MOSMA sendiri merupakan beasiswa bagi mahasiswa Indonesia untuk belajar di kampus luar negeri selama 1 semester dengan lama maksimal 6 bulan. Beasiswa ini pun bisa dikonversi ke dalam SKS.
Melihat peluang bisa berkuliah di luar negeri, Rahmat pun mendaftar beasiswa tersebut. Ia menyiapkan diri untuk tes TOEFL hingga wawancara dengan belajar otodidak dari YouTube.
"Aku belajar dari youtube, teman, dan dosen dosenku mengenai wawancara. Tetapi waktu itu pun masih sangat kurang bagiku karena baru ngumpulin bahan buat wawancara, eh jadwal wawancara itu udah keluar dan belum sempat latihan mock interview gitu. Alhasil aku wawancara dengan bahan mentah dan rasa deg degan yang tinggi," tuturnya.

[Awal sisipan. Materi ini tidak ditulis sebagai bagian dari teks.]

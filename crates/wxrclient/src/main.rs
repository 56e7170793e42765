use clap::Parser;
use log::{info, LevelFilter};

use wxralert::{CodeTable, Formatter, LogTransport, Lookup, Notifier, Transport};

mod app;
mod cli;
mod spawner;

use cli::{Args, CliError};
use spawner::CommandTransport;

fn main() {
    match wxrclient() {
        Ok(0) => {}
        Ok(code) => std::process::exit(code),
        Err(cli_error) => cli_error.exit(),
    }
}

fn wxrclient() -> Result<i32, CliError> {
    // Parse options and start logging
    let args = Args::try_parse()?;
    log_setup(&args);

    let lookup = lookup_setup(&args);
    let mut notifier = Notifier::new(
        Formatter::new(lookup),
        transport_setup(&args),
        args.from.as_str(),
        args.to.as_str(),
    );

    let summary = app::run(&args, &mut notifier)?;
    Ok(app::exit_code(&summary.end))
}

fn log_setup(args: &Args) {
    if args.quiet {
        // no logging
        return;
    } else if std::env::var_os("RUST_LOG").is_none() {
        // parameter controls
        let log_filter = match args.verbose {
            0 => LevelFilter::Warn,
            1 => LevelFilter::Info,
            2 => LevelFilter::Debug,
            3 | _ => LevelFilter::Trace,
        };

        pretty_env_logger::formatted_builder()
            .filter_module("wxralert", log_filter)
            .filter_module("wxrclient", log_filter)
            .init();
    } else {
        // environment controls
        pretty_env_logger::init();
    }
}

// Load code tables, falling back to the built-in ones
//
// A table which fails to load is logged and left unavailable;
// alerts are still sent, with less detail.
fn lookup_setup(args: &Args) -> Lookup {
    let events = match &args.alerts {
        Some(path) => CodeTable::from_path(path),
        None => Ok(CodeTable::builtin_events()),
    };
    let locations = match &args.counties {
        Some(path) => CodeTable::from_path(path),
        None => Ok(CodeTable::builtin_locations()),
    };

    Lookup::new(events, locations)
}

fn transport_setup(args: &Args) -> Box<dyn Transport> {
    match args.mailer.split_first() {
        Some((cmd, cmd_args)) => {
            info!("sending mail with \"{}\"", args.mailer.join(" "));
            Box::new(
                CommandTransport::new(cmd, cmd_args)
                    .with_smtp(args.mailhost.clone(), args.mailuser.clone()),
            )
        }
        None => {
            info!("no mail command: alerts will be logged only");
            Box::new(LogTransport)
        }
    }
}
//! Character escaping for attribute values and text content

use std::borrow::Cow;

/// Returns the entity for one of the five markup-significant bytes.
#[inline]
fn entity(byte: u8) -> Option<&'static str> {
    match byte {
        b'"' => Some("&quot;"),
        b'&' => Some("&amp;"),
        b'\'' => Some("&apos;"),
        b'<' => Some("&lt;"),
        b'>' => Some("&gt;"),
        _ => None,
    }
}

/// Control codes that are not allowed in XML 1.0 character data.
///
/// Tab (0x09), line feed (0x0A) and carriage return (0x0D) are kept.
#[inline]
fn is_stripped(byte: u8) -> bool {
    byte == 0x7F || byte <= 0x08 || ((0x0B..=0x1F).contains(&byte) && byte != 0x0D)
}

#[inline]
fn needs_escape(byte: u8) -> bool {
    is_stripped(byte) || entity(byte).is_some()
}

/// Escape text for use inside an attribute value or element content.
///
/// Returns the input borrowed when nothing needs to change. Otherwise stray
/// control codes are dropped and `"`, `&`, `'`, `<`, `>` are replaced by
/// their named entities.
///
/// # Examples
///
/// ```
/// use xmlstream::escape::encode;
///
/// assert_eq!(encode("plain"), "plain");
/// assert_eq!(encode("a < b & c"), "a &lt; b &amp; c");
/// assert_eq!(encode("bell\u{7}"), "bell");
/// ```
pub fn encode(text: &str) -> Cow<'_, str> {
    // Every byte we care about is ASCII, so a byte scan never lands inside
    // a multi-byte character.
    let Some(start) = text.bytes().position(needs_escape) else {
        return Cow::Borrowed(text);
    };

    let mut out = String::with_capacity(text.len() + 16);
    out.push_str(&text[..start]);

    let mut run = start;
    for (i, byte) in text.bytes().enumerate().skip(start) {
        if !needs_escape(byte) {
            continue;
        }
        out.push_str(&text[run..i]);
        if let Some(esc) = entity(byte) {
            out.push_str(esc);
        }
        run = i + 1;
    }
    out.push_str(&text[run..]);

    Cow::Owned(out)
}

/// Replace the five named entities with their characters.
///
/// Any other `&name;` sequence is left as it is. This is not an exact inverse
/// of [`encode`], which drops control codes.
///
/// # Examples
///
/// ```
/// use xmlstream::escape::decode;
///
/// assert_eq!(decode("&lt;b&gt;"), "<b>");
/// assert_eq!(decode("&nbsp;"), "&nbsp;");
/// ```
pub fn decode(text: &str) -> Cow<'_, str> {
    let Some(first) = text.find('&') else {
        return Cow::Borrowed(text);
    };

    let mut out = String::with_capacity(text.len());
    out.push_str(&text[..first]);
    let mut rest = &text[first..];

    while let Some(amp) = rest.find('&') {
        out.push_str(&rest[..amp]);
        let tail = &rest[amp + 1..];
        let name_len = tail.bytes().take_while(u8::is_ascii_lowercase).count();

        if tail.as_bytes().get(name_len) == Some(&b';') {
            let literal = match &tail[..name_len] {
                "lt" => Some('<'),
                "gt" => Some('>'),
                "amp" => Some('&'),
                "apos" => Some('\''),
                "quot" => Some('"'),
                _ => None,
            };
            match literal {
                Some(c) => out.push(c),
                None => out.push_str(&rest[amp..amp + name_len + 2]),
            }
            rest = &tail[name_len + 1..];
        } else {
            out.push('&');
            rest = tail;
        }
    }
    out.push_str(rest);

    Cow::Owned(out)
}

Setelah melewati rangkaian seleksi, Rahmat pun akhirnya lolos. Ia tak menyangka bisa diterima dengan tujuan kampus di Amerika Serikat.
"Aku menangis. Karena Bapak meninggal sebulan sebelum kabar bahagia ini datang. Padahal dia adalah orang yang paling mendukungku untuk bisa berkuliah di luar negeri," ungkapnya.